In most urban areas hooking up new electrical service does not usually mean breaking concrete. I think you'll be amazed how quickly cities deploy charging infrastructure once they realize the premium they can charge for the same parking spot.
What's the "premium" that a typical consumer would pay?
Take 15K miles/year at 4 miles/kWh or 30 miles/gal. 3750kWh or 500 gallons of gas.
At MA electric rates, the electricity is $750, the gas is about $1500. It's unlikely that an electric car consumer would pay more than the $750 delta for the electric charging spot, and would likely be willing to pay only a smaller figure because they are unlikely to do all of their charging in that space or network of spaces.
That premium/willingness-to-pay won't even cover the all-in cost of installing a single EVSE in the first year.
Any infrastructure spend that paid for itself in a year would be like winning the lottery.

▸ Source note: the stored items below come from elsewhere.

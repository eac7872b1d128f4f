//! Cancellable subprocess execution.
//!
//! Every external tool (container runtime, orchestrator CLI, ssh) runs
//! through here so that firing a task's cancellation token terminates the
//! child process and the caller returns promptly.

use std::path::Path;
use std::process::Stdio;

use tokio::io::AsyncReadExt;
use tokio::process::Command;
use tokio_util::sync::CancellationToken;

use crate::errors::AgentError;

/// Result of a tool invocation. `output` is the combined stdout+stderr
/// bytes, preserved raw for the task log store.
#[derive(Debug)]
pub struct ToolOutput {
    pub success: bool,
    pub output: Vec<u8>,
}

impl ToolOutput {
    /// Combined output as lossy UTF-8, for error messages.
    pub fn text(&self) -> String {
        String::from_utf8_lossy(&self.output).into_owned()
    }
}

/// Human-readable command line, for `[COMMAND]` log headers.
pub fn display_command(program: &str, args: &[&str]) -> String {
    let mut s = String::from(program);
    for arg in args {
        s.push(' ');
        s.push_str(arg);
    }
    s
}

/// Spawn `program args..` and wait for it, killing the child if `cancel`
/// fires first. Returns `AgentError::Cancelled` in that case.
pub async fn run_tool(
    cancel: &CancellationToken,
    program: &str,
    args: &[&str],
    cwd: Option<&Path>,
) -> Result<ToolOutput, AgentError> {
    if cancel.is_cancelled() {
        return Err(AgentError::Cancelled);
    }

    let mut cmd = Command::new(program);
    cmd.args(args)
        .stdin(Stdio::null())
        .stdout(Stdio::piped())
        .stderr(Stdio::piped())
        .kill_on_drop(true);
    if let Some(dir) = cwd {
        cmd.current_dir(dir);
    }

    let mut child = cmd
        .spawn()
        .map_err(|e| AgentError::ToolError(format!("failed to spawn {}: {}", program, e)))?;

    let mut stdout = child.stdout.take();
    let mut stderr = child.stderr.take();

    let reader = tokio::spawn(async move {
        let mut out = Vec::new();
        let mut err = Vec::new();
        if let Some(ref mut s) = stdout {
            let _ = s.read_to_end(&mut out).await;
        }
        if let Some(ref mut s) = stderr {
            let _ = s.read_to_end(&mut err).await;
        }
        out.extend_from_slice(&err);
        out
    });

    tokio::select! {
        _ = cancel.cancelled() => {
            let _ = child.start_kill();
            let _ = child.wait().await;
            reader.abort();
            Err(AgentError::Cancelled)
        }
        status = child.wait() => {
            let status = status
                .map_err(|e| AgentError::ToolError(format!("failed to wait for {}: {}", program, e)))?;
            let output = reader.await.unwrap_or_default();
            Ok(ToolOutput { success: status.success(), output })
        }
    }
}

/// Like [`run_tool`], but a non-zero exit is an error carrying the captured
/// output text.
pub async fn run_tool_checked(
    cancel: &CancellationToken,
    program: &str,
    args: &[&str],
    cwd: Option<&Path>,
) -> Result<ToolOutput, AgentError> {
    let out = run_tool(cancel, program, args, cwd).await?;
    if !out.success {
        return Err(AgentError::ToolError(format!(
            "{} failed: {}",
            display_command(program, args),
            out.text().trim()
        )));
    }
    Ok(out)
}

/// Sleep that aborts with `Cancelled` when the token fires.
pub async fn cancellable_sleep(
    cancel: &CancellationToken,
    duration: std::time::Duration,
) -> Result<(), AgentError> {
    tokio::select! {
        _ = cancel.cancelled() => Err(AgentError::Cancelled),
        _ = tokio::time::sleep(duration) => Ok(()),
    }
}
//! Readiness prober (step `checkService`).
//!
//! Two-phase validation of the freshly deployed colour. Phase A waits for
//! every pod in the namespace to reach `Running`; Phase B execs into each
//! pod and probes the application health endpoint. Either phase failing (or
//! timing out) scales the namespace's controllers to zero so the broken
//! colour does not hold resources.

use std::collections::HashSet;
use std::sync::Arc;
use std::time::Duration;

use tokio::time::Instant;
use tokio_util::sync::CancellationToken;

use crate::errors::AgentError;
use crate::procs::{cancellable_sleep, display_command, run_tool};
use crate::tasks::logstore::TaskLogStore;

const STEP: &str = "checkService";

/// Pods take a moment to materialise after apply.
const SETTLE_DELAY: Duration = Duration::from_secs(15);
const PHASE_A_TIMEOUT: Duration = Duration::from_secs(3 * 60);
const PHASE_A_INTERVAL: Duration = Duration::from_secs(10);
const PHASE_A_REQUIRED_PASSES: u32 = 2;
const PHASE_B_TIMEOUT: Duration = Duration::from_secs(60);
const PHASE_B_INTERVAL: Duration = Duration::from_secs(3);
const HEALTH_PROBE_TIMEOUT: Duration = Duration::from_secs(2);

pub struct ServiceChecker {
    logger: Arc<TaskLogStore>,
}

Infrastructure investment is evaluated on a timescale more akin with geology.
Agreed with the first sentence, but I still don't think the math pencils out. I'm not going to pay City X $750 (on top of the existing parking charge and electricity) so I can use their charging network. The figure I'm willing to pay specifically for the EVSE access is probably more like $100.
Barring significant over-subscription, that's still a ~10 year payback. With massive over-subscription, it doesn't become a reliable charging source. (My prior post, which I'll leave unedited, was unclear/insufficient in stating it was longer than a one-year payback.)